[Extracted data entries]
----
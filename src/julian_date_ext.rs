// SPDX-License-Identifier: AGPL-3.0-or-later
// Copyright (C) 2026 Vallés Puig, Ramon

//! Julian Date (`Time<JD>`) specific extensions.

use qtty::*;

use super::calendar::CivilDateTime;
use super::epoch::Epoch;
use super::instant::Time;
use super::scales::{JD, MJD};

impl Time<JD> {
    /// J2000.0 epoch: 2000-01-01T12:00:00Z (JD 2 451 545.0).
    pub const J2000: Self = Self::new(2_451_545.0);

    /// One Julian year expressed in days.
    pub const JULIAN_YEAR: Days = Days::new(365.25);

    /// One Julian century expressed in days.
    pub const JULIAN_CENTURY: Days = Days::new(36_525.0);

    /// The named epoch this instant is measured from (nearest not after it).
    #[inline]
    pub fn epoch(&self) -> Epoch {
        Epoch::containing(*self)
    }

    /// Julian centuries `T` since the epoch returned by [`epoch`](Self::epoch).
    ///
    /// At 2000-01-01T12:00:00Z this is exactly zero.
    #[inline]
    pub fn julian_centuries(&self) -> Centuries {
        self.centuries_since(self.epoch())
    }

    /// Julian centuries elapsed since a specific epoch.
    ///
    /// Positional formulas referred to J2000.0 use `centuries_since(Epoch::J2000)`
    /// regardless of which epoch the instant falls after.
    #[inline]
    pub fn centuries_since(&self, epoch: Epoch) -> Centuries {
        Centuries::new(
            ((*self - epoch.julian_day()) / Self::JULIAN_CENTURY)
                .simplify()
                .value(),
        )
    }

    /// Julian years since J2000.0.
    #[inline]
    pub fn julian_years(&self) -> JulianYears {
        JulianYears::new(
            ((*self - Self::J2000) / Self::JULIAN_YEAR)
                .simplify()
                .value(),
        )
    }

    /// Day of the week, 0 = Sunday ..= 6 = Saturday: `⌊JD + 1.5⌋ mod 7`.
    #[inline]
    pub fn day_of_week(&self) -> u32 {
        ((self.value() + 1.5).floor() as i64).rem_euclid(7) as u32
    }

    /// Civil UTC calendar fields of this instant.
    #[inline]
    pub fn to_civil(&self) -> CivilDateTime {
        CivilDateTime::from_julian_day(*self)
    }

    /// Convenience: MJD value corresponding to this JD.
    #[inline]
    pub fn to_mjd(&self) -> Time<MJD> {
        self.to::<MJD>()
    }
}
----
• Work item: Starting at the top of the records, copy every line exactly.

• Answer below:
filename src/julian_date_ext.rs
// SPDX-License-Identifier: AGPL-3.0-or-later
// Copyright (C) 2026 Vallés Puig, Ramon

//! Julian Date (`Time<JD>`) specific extensions.

use qtty::*;

use super::calendar::CivilDateTime;
use super::epoch::Epoch;
use super::instant::Time;
use super::scales::{JD, MJD};

impl Time<JD> {
    /// J2000.0 epoch: 2000-01-01T12:00:00Z (JD 2 451 545.0).
    pub const J2000: Self = Self::new(2_451_545.0);

    /// One Julian year expressed in days.
    pub const JULIAN_YEAR: Days = Days::new(365.25);

    /// One Julian century expressed in days.
    pub const JULIAN_CENTURY: Days = Days::new(36_525.0);

    /// The named epoch this instant is measured from (nearest not after it).
    #[inline]
    pub fn epoch(&self) -> Epoch {
        Epoch::containing(*self)
    }

    /// Julian centuries `T` since the epoch returned by [`epoch`](Self::epoch).
    ///
    /// At 2000-01-01T12:00:00Z this is exactly zero.
    #[inline]
    pub fn julian_centuries(&self) -> Centuries {
        self.centuries_since(self.epoch())
    }

    /// Julian centuries elapsed since a specific epoch.
    ///
    /// Positional formulas referred to J2000.0 use `centuries_since(Epoch::J2000)`
    /// regardless of which epoch the instant falls after.
    #[inline]
    pub fn centuries_since(&self, epoch: Epoch) -> Centuries {
        Centuries::new(
            ((*self - epoch.julian_day()) / Self::JULIAN_CENTURY)
                .simplify()
                .value(),
        )
    }

    /// Julian years since J2000.0.
    #[inline]
    pub fn julian_years(&self) -> JulianYears {
        JulianYears::new(
            ((*self - Self::J2000) / Self::JULIAN_YEAR)
                .simplify()
                .value(),
        )
    }

    /// Day of the week, 0 = Sunday ..= 6 = Saturday: `⌊JD + 1.5⌋ mod 7`.
    #[inline]
    pub fn day_of_week(&self) -> u32 {
        ((self.value() + 1.5).floor() as i64).rem_euclid(7) as u32
    }

    /// Civil UTC calendar fields of this instant.
    #[inline]
    pub fn to_civil(&self) -> CivilDateTime {
        CivilDateTime::from_julian_day(*self)
    }

    /// Convenience: MJD value corresponding to this JD.
    #[inline]
    pub fn to_mjd(&self) -> Time<MJD> {
        self.to::<MJD>()
    }
}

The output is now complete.